Input records START
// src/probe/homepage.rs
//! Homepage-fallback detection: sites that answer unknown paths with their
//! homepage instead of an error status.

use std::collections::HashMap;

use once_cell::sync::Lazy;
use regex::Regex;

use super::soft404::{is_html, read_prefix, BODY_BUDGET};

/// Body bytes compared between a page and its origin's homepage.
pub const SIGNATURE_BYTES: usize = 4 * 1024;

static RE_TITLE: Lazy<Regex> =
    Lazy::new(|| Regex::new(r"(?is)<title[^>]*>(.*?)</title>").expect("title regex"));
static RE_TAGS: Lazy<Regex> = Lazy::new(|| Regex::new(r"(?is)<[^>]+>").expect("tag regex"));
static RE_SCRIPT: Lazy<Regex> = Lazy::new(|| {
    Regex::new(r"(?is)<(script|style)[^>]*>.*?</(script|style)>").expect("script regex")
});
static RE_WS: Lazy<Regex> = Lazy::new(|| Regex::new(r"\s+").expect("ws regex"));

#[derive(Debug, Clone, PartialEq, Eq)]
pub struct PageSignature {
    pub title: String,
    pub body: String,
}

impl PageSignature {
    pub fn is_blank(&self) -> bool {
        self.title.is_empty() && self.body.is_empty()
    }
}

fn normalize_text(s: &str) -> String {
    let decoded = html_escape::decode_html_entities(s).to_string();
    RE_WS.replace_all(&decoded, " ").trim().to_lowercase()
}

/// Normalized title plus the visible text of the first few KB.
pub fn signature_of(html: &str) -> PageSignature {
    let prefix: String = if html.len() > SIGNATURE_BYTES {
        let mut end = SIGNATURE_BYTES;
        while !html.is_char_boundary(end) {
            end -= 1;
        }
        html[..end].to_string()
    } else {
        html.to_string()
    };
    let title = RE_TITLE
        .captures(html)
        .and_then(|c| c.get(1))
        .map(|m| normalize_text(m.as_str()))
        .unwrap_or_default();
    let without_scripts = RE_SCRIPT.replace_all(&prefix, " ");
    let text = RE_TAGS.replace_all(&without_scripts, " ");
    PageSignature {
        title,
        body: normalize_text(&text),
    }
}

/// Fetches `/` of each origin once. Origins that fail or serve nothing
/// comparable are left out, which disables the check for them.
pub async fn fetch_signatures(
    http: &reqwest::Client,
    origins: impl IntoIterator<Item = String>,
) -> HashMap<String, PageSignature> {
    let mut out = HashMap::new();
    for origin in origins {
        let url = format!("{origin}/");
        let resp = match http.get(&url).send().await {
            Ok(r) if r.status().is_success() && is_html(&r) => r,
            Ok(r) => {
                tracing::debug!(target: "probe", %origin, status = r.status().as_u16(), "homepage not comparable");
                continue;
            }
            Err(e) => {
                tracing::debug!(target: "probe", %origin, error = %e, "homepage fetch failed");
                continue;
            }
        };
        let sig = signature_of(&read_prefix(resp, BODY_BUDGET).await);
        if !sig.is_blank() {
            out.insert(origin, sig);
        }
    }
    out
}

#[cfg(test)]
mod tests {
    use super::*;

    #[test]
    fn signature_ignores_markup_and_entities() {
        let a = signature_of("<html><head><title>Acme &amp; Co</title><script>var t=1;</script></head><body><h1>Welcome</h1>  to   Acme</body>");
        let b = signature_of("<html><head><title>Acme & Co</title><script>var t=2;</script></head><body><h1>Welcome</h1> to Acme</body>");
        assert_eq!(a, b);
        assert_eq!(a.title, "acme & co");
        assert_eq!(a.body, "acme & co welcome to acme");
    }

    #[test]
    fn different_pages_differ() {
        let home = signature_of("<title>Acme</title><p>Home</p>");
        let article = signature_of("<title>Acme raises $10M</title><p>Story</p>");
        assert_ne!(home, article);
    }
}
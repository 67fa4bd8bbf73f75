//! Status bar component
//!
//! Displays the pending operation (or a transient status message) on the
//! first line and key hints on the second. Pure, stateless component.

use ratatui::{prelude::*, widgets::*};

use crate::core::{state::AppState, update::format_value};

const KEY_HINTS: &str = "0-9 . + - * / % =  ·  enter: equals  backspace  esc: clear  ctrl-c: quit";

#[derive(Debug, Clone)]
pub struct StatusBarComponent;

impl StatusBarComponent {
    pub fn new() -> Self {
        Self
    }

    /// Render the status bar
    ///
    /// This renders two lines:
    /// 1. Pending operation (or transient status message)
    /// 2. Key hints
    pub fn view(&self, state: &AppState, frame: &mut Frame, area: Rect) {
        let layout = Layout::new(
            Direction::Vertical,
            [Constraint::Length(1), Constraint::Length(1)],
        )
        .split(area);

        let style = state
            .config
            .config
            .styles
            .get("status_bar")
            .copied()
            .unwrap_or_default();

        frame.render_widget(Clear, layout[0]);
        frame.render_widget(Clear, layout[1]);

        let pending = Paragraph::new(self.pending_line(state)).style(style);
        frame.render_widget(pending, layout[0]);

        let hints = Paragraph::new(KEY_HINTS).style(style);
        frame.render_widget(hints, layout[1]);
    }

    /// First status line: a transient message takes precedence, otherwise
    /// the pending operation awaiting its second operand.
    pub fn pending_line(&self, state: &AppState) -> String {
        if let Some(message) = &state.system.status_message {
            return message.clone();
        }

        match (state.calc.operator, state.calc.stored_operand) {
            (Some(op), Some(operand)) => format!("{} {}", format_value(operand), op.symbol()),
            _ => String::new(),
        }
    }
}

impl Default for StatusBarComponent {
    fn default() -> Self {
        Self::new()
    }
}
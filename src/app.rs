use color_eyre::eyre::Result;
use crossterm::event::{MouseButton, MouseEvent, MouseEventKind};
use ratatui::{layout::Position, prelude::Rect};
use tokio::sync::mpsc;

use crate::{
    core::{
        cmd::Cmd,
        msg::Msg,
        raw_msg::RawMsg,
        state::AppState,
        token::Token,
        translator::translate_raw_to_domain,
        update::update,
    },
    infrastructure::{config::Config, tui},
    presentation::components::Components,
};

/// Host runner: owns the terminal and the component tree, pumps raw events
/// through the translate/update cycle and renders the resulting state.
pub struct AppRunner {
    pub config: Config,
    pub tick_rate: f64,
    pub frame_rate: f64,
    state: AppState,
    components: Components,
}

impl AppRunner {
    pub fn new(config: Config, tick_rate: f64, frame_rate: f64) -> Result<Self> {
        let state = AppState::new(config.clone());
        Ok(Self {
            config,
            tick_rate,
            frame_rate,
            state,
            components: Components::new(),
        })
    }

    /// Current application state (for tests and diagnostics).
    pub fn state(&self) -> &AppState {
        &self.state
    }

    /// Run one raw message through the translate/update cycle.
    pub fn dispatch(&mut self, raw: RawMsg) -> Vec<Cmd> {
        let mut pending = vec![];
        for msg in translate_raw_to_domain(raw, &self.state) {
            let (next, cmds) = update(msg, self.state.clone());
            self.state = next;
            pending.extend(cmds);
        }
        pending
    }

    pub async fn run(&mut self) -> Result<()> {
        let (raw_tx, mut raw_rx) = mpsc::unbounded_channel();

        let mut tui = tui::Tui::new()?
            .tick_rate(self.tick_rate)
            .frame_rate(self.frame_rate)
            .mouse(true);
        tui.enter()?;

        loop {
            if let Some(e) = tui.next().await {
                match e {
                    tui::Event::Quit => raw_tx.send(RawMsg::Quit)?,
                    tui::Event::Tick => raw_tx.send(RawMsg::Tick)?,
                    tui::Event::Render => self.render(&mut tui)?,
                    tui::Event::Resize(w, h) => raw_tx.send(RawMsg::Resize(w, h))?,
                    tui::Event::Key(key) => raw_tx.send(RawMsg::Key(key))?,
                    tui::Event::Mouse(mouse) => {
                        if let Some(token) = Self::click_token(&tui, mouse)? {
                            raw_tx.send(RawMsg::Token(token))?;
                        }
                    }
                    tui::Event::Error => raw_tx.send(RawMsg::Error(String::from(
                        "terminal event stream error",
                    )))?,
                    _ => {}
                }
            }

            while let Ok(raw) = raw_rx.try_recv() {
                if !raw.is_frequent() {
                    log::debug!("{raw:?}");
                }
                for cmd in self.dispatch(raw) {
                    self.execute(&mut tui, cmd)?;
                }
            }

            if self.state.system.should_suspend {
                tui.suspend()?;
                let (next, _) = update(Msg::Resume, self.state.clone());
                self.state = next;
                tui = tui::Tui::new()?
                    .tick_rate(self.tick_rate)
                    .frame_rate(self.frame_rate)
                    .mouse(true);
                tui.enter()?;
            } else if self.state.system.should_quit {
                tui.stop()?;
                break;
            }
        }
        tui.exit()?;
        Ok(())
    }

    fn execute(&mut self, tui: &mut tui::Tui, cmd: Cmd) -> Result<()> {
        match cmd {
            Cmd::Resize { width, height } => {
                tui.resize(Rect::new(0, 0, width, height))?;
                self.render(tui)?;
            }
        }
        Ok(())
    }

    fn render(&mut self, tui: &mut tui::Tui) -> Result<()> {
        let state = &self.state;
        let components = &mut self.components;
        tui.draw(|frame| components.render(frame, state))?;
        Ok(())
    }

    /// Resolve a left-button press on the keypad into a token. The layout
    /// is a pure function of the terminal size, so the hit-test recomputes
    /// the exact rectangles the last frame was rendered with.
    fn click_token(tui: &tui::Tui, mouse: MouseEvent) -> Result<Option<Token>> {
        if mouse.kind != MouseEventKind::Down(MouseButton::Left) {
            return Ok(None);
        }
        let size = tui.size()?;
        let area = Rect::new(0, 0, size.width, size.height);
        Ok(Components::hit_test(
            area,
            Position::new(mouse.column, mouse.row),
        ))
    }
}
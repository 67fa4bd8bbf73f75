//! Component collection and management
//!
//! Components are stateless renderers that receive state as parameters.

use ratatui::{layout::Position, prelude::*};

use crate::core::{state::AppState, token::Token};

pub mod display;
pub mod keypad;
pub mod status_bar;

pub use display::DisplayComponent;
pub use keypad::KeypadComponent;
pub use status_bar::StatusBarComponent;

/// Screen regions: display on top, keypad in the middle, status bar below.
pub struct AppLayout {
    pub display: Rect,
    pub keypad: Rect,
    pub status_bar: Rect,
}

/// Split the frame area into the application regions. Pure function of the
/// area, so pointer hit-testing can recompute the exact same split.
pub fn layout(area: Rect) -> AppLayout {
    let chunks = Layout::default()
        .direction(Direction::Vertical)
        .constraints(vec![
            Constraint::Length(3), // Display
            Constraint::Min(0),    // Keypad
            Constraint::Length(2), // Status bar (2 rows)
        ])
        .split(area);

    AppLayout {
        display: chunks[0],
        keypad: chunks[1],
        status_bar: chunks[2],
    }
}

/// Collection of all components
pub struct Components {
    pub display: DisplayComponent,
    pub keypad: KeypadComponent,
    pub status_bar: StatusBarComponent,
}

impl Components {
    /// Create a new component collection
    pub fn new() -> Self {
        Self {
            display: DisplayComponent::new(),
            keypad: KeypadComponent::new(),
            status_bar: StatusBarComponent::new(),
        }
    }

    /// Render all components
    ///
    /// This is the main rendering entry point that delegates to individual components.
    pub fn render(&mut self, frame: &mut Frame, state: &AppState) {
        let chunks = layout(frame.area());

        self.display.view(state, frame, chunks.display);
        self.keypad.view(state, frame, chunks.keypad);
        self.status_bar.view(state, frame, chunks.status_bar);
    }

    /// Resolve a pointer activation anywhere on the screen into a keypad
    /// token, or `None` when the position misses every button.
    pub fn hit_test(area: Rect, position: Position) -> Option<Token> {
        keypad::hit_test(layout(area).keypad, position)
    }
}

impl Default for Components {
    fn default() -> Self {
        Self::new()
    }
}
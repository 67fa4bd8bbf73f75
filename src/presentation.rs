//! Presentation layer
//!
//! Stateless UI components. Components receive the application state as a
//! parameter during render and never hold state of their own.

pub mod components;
Input records END
If a line in the entries holds the string "Length", it belongs in the tally; state the tally alone.

3